OBJECTIVE: To investigate the effect of BCL6 on methotrexate-resistant children with acute B lymphoblastic leukemia (B-ALL) and its underlying mechanism. PATIENTS AND METHODS: Bone marrow samples of B-ALL children diagnosed at The Children & Women's Healthcare of Laiwu City from June 2014 to February 2017 were collected. Subjects were assigned into methotrexate-resistant group (n=8) and non-resistant group (n=32) according to the follow-up outcome. Quantitative Real-Time Polymerase Chain Reaction (qRT-PCR) was performed to detect expressions of BCL6 and E-cadherin in bone marrow tissues. Cell cycle and apoptosis of methotrexate-resistant B-ALL cells (BALL-1/MTXR cells) were detected after overexpression or inhibition of BCL6, respectively. Western blot was performed to determine the protein levels of E-cadherin and BCL6. The direct binding of BCL6 in the ZEB1 promoter region was verified by the ChIP (chromatin immunoprecipitation) assay.
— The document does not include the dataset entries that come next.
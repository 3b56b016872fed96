//! Per-file validation pipeline

use handlebars::Template;
use tracing::{debug, warn};

use super::result::{IssueKind, Layer, Location, ValidationIssue, ValidationResult};
use super::{quality, schema, security, semantic};
use crate::config::Config;
use crate::error::LoadError;
use crate::spec::{DocumentScope, SpecDocument, Specification};
use crate::template::{TemplateFacts, analyze, compile};

/// A document that passed every blocking layer
#[derive(Debug, Clone)]
pub struct Validated {
    pub spec: Specification,
    pub template: Template,
    pub facts: TemplateFacts,
}

/// Runs schema, semantic, security and quality layers over one document
#[derive(Debug, Clone)]
pub struct Validator {
    strict: bool,
    quality: bool,
    max_template_bytes: usize,
}

impl Default for Validator {
    fn default() -> Self {
        Self {
            strict: true,
            quality: true,
            max_template_bytes: 64 * 1024,
        }
    }
}

impl Validator {
    pub fn new(strict: bool, quality: bool, max_template_bytes: usize) -> Self {
        Self {
            strict,
            quality,
            max_template_bytes,
        }
    }

    pub fn from_config(config: &Config) -> Self {
        Self::new(
            config.validation.strict,
            config.validation.quality,
            config.limits.max_template_bytes,
        )
    }

    /// Validate `doc`; `scope` supplies the documents it may extend
    ///
    /// The template is only compiled once the static security scan is clean.
    /// Returns the result and, when no layer reported an error, the typed
    /// specification with its compiled template.
    pub fn validate(&self, doc: &SpecDocument, scope: &DocumentScope) -> (ValidationResult, Option<Validated>) {
        debug!(path = ?doc.path, "Validator::validate: called");
        let mut result = ValidationResult::new(&doc.path);
        result.id = doc.identifier().map(str::to_string);
        result.record(Layer::Parse, Vec::new());

        result.record(Layer::Schema, schema::check(doc, self.strict));
        if !result.passed() {
            debug!(path = ?doc.path, errors = result.errors.len(), "Validator::validate: schema failed");
            for layer in [Layer::Semantic, Layer::Security, Layer::Quality] {
                result.skip(layer);
            }
            return (result, None);
        }

        let source = doc.template_source().unwrap_or_default();
        let static_issues = security::check_static(doc, source, self.max_template_bytes);
        let compiled = if static_issues.is_empty() {
            Some(compile(source))
        } else {
            None
        };

        let mut semantic_issues = semantic::check_declarations(doc);
        semantic_issues.extend(semantic::check_includes(doc, source));
        let params = match semantic::resolve_parameters(doc, scope) {
            Ok(params) => Some(params),
            Err(issue) => {
                semantic_issues.push(issue);
                None
            }
        };
        let template = match compiled {
            Some(Ok(template)) => Some(template),
            Some(Err(e)) => {
                semantic_issues.push(semantic::compile_error(doc, &e));
                None
            }
            None => None,
        };
        let facts = template.as_ref().map(analyze);
        if let (Some(params), Some(facts)) = (&params, &facts) {
            semantic_issues.extend(semantic::check_references(doc, params, facts));
        }
        result.record(Layer::Semantic, semantic_issues);

        let mut security_issues = static_issues;
        if let Some(facts) = &facts {
            security_issues.extend(security::check_capabilities(doc, facts));
        }
        if !security_issues.is_empty() {
            warn!(path = ?doc.path, count = security_issues.len(), "Validator::validate: security findings");
        }
        result.record(Layer::Security, security_issues);

        match (&params, &facts) {
            (Some(params), Some(facts)) if self.quality => {
                result.record(Layer::Quality, quality::check(doc, params, facts));
            }
            _ => result.skip(Layer::Quality),
        }

        if !result.passed() {
            return (result, None);
        }
        let (Some(params), Some(template), Some(facts)) = (params, template, facts) else {
            return (result, None);
        };
        match Specification::from_document(doc, params) {
            Ok(spec) => {
                debug!(id = %spec.id, "Validator::validate: passed");
                (result, Some(Validated { spec, template, facts }))
            }
            Err(message) => {
                let issue = ValidationIssue::error(Layer::Schema, IssueKind::SchemaError, message, doc.locate("metadata"));
                result.record(Layer::Schema, vec![issue]);
                (result, None)
            }
        }
    }
}

/// Result for a file that never became a document
pub fn load_failure(err: &LoadError) -> ValidationResult {
    let mut result = ValidationResult::new(err.path());
    let (line, column) = err.position();
    let (layer, kind) = match err {
        LoadError::Io { .. } | LoadError::Parse { .. } => (Layer::Parse, IssueKind::ParseError),
        LoadError::NotFound { .. } => (Layer::Parse, IssueKind::NotFound),
        LoadError::IncludeDepthExceeded { .. } => (Layer::Parse, IssueKind::IncludeDepthExceeded),
        LoadError::IncludeOutsideRoot { .. } => (Layer::Security, IssueKind::SecurityViolation),
    };
    let mut location = if matches!(err, LoadError::Io { .. } | LoadError::Parse { .. }) {
        Location::default()
    } else {
        Location::at("template.source")
    };
    location.line = line;
    location.column = column;

    let issue = ValidationIssue::error(layer, kind, err.to_string(), location);
    result.record(layer, vec![issue]);
    if layer != Layer::Parse {
        result.record(Layer::Parse, Vec::new());
    }
    for layer in [Layer::Schema, Layer::Semantic, Layer::Security, Layer::Quality] {
        if result.layer(layer).is_none() {
            result.skip(layer);
        }
    }
    result
}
RESULTS: QRT-PCR showed a higher BCL6 expression in bone marrow samples of methotrexate-resistant group than that of the non-resistant group. Moreover, BCL6 was upregulated in BALL-1/MTXR cells than that of untreated B-ALL cells. After knockdown of BCL6 expression, we observed a decreased IC50, increased apoptosis, and arrested the cell cycle in BALL-1/MTXR cells. In addition, increased expression of E-cadherin was found in BALL-1/MTXR cells, which could be reversed by ZEB1 overexpression. ChIP assay suggested that BCL6 bound to the promoter region of ZEB1, so as to promote ZEB1 expression. CONCLUSIONS: BCL6 is overexpressed in the bone marrow of methotrexate-resistant children with B-ALL, which is capable of attenuating the sensitivity of B-ALL to methotrexate via promoting ZEB1 expression.